Both men speak, as does Obama, of common ground. Jones notes that he and Gingrich are on many issues divided in the head, the specific policies they advocate, but united in the heart because they both want better lives for people. Gingrich, to his credit and my surprise, is right on the mark in his comments. He states bluntly that
It is more dangerous to be black in America. It is more dangerous in that they are substantially more likely to end up in a situation where the police don't respect you and you could easily get killed. And sometimes for whites it difficult to appreciate how real that is and how it's an everyday danger.
...if you are a normal, white American, the truth is you don't understand being black in America and you instinctively underestimate the level of discrimination and the level of additional risk.

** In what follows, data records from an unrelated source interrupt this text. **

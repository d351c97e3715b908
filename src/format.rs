/// 통화 기호 기본값(나이라).
pub const DEFAULT_CURRENCY_SYMBOL: &str = "₦";

/// 소수 둘째 자리까지 반올림하고 천 단위 쉼표를 넣는다. 예: `47029.0` → `47,029.00`
pub fn format_amount(value: f64) -> String {
    let fixed = format!("{:.2}", value.abs());
    let (int_part, frac_part) = fixed.split_once('.').unwrap_or((fixed.as_str(), "00"));
    let mut grouped = String::with_capacity(int_part.len() + int_part.len() / 3);
    for (i, ch) in int_part.chars().enumerate() {
        if i > 0 && (int_part.len() - i) % 3 == 0 {
            grouped.push(',');
        }
        grouped.push(ch);
    }
    let sign = if value < 0.0 && fixed.chars().any(|c| c != '0' && c != '.') {
        "-"
    } else {
        ""
    };
    format!("{sign}{grouped}.{frac_part}")
}

/// 통화 기호를 붙인 가격 문자열. 예: `₦47,029.00`
pub fn format_price(value: f64, currency_symbol: &str) -> String {
    let amount = format_amount(value);
    match amount.strip_prefix('-') {
        Some(rest) => format!("-{currency_symbol}{rest}"),
        None => format!("{currency_symbol}{amount}"),
    }
}

/// 범위/가중치 표에 쓰는 숫자 표기. 정수면 쉼표 구분, 아니면 유효 자릿수만 남긴다.
pub fn format_plain(value: f64) -> String {
    if value.fract() == 0.0 && value.abs() >= 1000.0 {
        let s = format_amount(value);
        s.trim_end_matches(".00").to_string()
    } else {
        format!("{value}")
    }
}

#[cfg(test)]
mod tests {
    use super::*;

    #[test]
    fn formats_thousands() {
        assert_eq!(format_price(47_029.0, "₦"), "₦47,029.00");
        assert_eq!(format_price(300_000.0, "₦"), "₦300,000.00");
        assert_eq!(format_price(20_000.0, "$"), "$20,000.00");
        assert_eq!(format_amount(999.999), "1,000.00");
        assert_eq!(format_amount(12.5), "12.50");
        assert_eq!(format_amount(1_234_567.891), "1,234,567.89");
    }

    #[test]
    fn negative_and_zero() {
        assert_eq!(format_price(-1_500.0, "₦"), "-₦1,500.00");
        assert_eq!(format_amount(0.0), "0.00");
        assert_eq!(format_amount(-0.001), "0.00");
    }

    #[test]
    fn plain_numbers() {
        assert_eq!(format_plain(1_500_000.0), "1,500,000");
        assert_eq!(format_plain(500.0), "500");
        assert_eq!(format_plain(0.00001), "0.00001");
        assert_eq!(format_plain(0.035), "0.035");
    }
}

Gingrich also reminds us that for a police officer, "Every time you walk up to a car you could be killed. Every time you go into a building where there's a robbery you can be killed," to which Jones adds that the police and the black community have common ground here. Members of both groups feel they have a target on their backs.
Jones observes that after events like those of last week the spotlight tends to be on the issue of consequences, discipline, criminal charges for police who have done the wrong thing, while ignoring the front end of the process, such as aggressively screening out sociopaths and others who should never be hired as police officers in the first place. He calls on us to understand the fear and the pain on both sides, to do some soul searching if we cried over fallen young black men but not for police officers, or if we mourned slain police officers but not the young men who died in Louisiana and Minnesota. "When you're one country and you're one people, you cry at every funeral."
There is no ready-made solution that will make it all better today, tomorrow, or next year. Whatever is to be done, and many things need to be done, must come from all sides, directions, angles, touching on race, policing, education, social and economic policy, and guns. I am convinced that gun regulation and interpretation of the Second Amendment must be part of the conversation. Gun rights absolutists say that the aftermath of events such as those of last week is not the time for it. If not now, when?
We can try to be better than we have been.